Saved entries
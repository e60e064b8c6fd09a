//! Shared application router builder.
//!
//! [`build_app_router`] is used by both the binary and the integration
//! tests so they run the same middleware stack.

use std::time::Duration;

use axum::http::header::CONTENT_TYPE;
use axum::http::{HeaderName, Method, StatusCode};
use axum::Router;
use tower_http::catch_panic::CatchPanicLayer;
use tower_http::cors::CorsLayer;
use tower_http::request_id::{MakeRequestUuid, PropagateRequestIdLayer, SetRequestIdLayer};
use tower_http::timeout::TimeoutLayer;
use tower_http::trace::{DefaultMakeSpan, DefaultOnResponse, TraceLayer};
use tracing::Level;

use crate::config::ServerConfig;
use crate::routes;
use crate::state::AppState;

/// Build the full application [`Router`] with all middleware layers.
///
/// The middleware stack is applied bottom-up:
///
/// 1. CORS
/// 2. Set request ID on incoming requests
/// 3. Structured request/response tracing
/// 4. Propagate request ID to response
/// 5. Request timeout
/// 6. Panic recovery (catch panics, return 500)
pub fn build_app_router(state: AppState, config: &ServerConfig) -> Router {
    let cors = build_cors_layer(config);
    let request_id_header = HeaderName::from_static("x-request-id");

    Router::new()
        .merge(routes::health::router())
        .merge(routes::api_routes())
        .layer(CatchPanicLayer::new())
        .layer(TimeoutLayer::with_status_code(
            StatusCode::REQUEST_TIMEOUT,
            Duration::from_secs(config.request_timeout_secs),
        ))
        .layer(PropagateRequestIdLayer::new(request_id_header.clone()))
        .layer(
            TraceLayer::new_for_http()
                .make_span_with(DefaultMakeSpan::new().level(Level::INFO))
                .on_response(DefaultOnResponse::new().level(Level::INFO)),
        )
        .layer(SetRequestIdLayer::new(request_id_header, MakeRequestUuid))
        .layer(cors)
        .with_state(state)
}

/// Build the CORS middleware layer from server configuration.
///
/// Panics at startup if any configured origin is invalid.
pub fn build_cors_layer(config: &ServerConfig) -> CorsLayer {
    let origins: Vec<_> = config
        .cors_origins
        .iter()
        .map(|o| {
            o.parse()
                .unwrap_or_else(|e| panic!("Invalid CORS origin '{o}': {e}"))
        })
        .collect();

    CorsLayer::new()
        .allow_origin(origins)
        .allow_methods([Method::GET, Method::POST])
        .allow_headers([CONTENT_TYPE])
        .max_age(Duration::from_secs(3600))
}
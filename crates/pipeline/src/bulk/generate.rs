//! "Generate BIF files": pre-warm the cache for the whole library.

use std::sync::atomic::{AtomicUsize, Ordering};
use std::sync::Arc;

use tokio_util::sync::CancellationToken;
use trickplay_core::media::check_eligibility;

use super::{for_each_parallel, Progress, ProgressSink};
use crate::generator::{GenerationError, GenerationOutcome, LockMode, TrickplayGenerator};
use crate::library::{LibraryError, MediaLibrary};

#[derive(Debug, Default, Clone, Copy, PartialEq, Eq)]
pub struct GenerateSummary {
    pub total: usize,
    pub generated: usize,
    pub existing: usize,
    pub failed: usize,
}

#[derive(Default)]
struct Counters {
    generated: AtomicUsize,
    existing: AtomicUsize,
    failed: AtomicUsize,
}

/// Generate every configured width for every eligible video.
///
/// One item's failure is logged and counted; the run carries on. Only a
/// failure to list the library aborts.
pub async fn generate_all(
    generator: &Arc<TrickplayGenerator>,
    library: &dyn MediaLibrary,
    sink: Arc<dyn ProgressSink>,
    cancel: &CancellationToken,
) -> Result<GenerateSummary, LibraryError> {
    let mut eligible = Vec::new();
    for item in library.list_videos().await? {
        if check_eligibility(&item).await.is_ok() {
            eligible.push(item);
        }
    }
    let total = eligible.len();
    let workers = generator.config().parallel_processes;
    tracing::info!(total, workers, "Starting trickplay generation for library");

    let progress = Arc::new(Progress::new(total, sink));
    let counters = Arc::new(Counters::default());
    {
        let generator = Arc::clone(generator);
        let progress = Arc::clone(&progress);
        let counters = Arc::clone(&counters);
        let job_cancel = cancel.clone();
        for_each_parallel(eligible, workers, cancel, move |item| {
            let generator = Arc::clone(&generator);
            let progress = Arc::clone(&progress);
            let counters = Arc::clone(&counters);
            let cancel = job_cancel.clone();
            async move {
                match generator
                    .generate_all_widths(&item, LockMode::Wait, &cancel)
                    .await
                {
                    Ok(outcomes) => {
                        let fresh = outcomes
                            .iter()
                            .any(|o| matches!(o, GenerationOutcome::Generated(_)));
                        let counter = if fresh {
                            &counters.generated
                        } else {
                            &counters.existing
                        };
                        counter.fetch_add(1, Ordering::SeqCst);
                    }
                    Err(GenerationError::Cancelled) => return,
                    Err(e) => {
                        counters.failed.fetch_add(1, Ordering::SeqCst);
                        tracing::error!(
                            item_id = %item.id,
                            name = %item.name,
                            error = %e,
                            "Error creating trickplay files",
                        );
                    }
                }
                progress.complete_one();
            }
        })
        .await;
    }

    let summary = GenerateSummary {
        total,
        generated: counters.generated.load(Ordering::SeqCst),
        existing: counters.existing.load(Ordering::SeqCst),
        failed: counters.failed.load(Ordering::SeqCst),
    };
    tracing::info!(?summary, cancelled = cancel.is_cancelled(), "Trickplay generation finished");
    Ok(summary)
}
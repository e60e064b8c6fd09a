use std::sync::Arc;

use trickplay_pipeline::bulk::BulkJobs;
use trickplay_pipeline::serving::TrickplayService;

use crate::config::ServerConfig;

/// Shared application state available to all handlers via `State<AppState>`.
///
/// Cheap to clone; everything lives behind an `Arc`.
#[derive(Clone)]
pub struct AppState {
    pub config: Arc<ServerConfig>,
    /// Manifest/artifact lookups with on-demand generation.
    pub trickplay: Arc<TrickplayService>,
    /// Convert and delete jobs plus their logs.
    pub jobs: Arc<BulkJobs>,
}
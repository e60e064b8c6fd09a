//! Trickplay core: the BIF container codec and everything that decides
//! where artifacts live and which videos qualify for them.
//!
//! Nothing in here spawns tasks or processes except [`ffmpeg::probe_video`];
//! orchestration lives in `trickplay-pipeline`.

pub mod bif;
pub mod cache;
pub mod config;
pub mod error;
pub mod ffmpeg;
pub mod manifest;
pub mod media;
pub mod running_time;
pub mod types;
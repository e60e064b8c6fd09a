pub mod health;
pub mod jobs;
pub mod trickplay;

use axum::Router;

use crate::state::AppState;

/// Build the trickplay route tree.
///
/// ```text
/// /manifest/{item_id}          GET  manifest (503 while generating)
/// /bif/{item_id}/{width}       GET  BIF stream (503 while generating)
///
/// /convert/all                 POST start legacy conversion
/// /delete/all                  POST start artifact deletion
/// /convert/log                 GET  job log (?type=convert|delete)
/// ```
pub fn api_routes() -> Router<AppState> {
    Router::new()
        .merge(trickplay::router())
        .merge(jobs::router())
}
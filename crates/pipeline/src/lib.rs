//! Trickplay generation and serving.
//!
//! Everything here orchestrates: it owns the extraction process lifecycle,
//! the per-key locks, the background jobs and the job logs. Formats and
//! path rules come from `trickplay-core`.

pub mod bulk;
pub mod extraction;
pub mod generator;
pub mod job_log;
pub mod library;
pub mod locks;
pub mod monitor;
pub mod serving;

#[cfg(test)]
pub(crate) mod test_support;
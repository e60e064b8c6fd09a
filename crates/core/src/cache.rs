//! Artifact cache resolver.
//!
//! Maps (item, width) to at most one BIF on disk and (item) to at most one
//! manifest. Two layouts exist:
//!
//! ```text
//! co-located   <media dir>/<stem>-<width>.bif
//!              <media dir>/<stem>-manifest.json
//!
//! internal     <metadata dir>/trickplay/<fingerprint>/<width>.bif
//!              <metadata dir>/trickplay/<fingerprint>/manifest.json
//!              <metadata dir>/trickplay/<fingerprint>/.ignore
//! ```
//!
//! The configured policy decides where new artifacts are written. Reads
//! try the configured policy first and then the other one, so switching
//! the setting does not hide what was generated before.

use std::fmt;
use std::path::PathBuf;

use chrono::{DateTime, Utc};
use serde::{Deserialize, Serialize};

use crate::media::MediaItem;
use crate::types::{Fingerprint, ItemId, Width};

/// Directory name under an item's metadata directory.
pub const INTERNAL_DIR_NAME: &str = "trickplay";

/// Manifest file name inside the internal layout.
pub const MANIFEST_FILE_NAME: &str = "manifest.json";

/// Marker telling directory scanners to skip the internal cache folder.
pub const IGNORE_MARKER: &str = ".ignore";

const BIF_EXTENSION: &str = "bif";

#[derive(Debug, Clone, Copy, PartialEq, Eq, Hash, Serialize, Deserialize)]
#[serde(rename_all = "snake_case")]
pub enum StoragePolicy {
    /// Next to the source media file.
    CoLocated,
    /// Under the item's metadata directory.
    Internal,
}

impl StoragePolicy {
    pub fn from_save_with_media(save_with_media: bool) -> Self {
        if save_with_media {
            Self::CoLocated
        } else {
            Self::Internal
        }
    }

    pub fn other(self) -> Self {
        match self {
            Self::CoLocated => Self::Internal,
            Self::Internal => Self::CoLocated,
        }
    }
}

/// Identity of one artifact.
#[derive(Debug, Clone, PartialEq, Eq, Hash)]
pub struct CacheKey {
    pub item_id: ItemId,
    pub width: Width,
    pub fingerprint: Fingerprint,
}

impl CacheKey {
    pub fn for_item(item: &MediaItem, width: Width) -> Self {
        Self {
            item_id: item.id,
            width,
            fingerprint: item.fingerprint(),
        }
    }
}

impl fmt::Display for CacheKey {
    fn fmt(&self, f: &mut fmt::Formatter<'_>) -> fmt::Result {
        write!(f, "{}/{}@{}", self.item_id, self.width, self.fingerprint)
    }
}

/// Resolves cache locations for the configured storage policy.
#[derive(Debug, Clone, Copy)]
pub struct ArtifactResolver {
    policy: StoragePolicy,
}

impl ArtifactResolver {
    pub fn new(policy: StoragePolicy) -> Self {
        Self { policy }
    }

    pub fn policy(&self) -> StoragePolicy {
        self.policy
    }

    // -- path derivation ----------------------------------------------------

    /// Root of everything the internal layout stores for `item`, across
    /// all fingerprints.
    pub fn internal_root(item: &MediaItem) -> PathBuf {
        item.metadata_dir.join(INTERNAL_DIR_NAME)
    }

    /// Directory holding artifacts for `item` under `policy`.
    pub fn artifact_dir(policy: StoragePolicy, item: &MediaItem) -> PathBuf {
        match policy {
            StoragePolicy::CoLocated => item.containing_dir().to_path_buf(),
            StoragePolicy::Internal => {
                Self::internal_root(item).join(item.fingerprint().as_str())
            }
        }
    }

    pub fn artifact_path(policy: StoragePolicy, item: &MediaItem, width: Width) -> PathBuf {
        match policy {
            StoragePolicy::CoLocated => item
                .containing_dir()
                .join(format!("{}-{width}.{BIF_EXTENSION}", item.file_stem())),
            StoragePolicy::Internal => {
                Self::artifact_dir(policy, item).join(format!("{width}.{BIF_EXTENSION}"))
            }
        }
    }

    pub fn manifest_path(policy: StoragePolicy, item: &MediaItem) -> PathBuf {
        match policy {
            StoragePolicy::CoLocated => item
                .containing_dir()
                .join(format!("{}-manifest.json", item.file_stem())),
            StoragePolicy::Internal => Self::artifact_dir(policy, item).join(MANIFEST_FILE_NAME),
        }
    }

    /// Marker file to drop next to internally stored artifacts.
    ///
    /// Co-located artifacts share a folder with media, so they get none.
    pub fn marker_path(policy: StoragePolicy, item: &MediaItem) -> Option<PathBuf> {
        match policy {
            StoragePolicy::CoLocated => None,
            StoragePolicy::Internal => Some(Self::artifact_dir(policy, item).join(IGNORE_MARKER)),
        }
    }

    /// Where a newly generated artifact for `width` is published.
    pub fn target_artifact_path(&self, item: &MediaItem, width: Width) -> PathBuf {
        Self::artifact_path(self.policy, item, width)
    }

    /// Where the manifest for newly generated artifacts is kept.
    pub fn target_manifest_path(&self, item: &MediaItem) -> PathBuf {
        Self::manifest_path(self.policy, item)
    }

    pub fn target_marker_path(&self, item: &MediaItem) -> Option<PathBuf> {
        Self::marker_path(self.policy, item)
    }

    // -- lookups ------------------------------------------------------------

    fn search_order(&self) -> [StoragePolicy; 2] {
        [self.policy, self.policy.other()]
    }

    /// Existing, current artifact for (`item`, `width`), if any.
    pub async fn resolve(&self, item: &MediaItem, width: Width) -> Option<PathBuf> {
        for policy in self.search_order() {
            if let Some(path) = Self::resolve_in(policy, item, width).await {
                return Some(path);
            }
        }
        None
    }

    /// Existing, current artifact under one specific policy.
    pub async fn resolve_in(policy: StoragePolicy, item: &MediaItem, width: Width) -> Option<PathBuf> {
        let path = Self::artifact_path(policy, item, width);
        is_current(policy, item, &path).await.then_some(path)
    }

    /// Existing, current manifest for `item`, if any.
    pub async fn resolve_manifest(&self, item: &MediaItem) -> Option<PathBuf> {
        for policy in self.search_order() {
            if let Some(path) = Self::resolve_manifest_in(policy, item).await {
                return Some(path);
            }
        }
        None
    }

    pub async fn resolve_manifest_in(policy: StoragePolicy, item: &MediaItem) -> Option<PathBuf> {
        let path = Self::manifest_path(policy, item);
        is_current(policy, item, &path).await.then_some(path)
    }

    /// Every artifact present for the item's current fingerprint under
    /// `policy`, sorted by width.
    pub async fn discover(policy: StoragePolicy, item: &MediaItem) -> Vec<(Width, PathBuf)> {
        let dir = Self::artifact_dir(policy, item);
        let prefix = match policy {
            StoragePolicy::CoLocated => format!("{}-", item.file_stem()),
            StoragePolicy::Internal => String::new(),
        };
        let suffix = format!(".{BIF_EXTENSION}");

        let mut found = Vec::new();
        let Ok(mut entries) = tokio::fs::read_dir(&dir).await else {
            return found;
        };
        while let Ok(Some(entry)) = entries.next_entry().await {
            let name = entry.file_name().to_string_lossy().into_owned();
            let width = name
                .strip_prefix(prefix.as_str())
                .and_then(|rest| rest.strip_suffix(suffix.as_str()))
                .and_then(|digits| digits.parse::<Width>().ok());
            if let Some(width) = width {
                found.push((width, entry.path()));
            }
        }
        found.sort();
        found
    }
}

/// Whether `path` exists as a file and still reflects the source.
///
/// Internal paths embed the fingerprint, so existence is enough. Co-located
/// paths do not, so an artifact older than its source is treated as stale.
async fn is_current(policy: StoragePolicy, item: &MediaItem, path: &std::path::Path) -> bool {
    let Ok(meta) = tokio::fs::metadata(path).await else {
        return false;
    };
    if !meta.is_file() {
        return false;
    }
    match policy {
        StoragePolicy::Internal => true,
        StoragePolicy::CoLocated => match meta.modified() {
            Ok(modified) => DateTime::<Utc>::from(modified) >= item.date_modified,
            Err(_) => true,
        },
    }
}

**WHAT THE TASK REQUIRES:**
Output exactly the lines from the one containing "is enough. Co-located" through the last line of the entries, both ends included.

**REPLY:**
/// Internal paths embed the fingerprint, so existence is enough. Co-located
/// paths do not, so an artifact older than its source is treated as stale.
async fn is_current(policy: StoragePolicy, item: &MediaItem, path: &std::path::Path) -> bool {
    let Ok(meta) = tokio::fs::metadata(path).await else {
        return false;
    };
    if !meta.is_file() {
        return false;
    }
    match policy {
        StoragePolicy::Internal => true,
        StoragePolicy::CoLocated => match meta.modified() {
            Ok(modified) => DateTime::<Utc>::from(modified) >= item.date_modified,
            Err(_) => true,
        },
    }
}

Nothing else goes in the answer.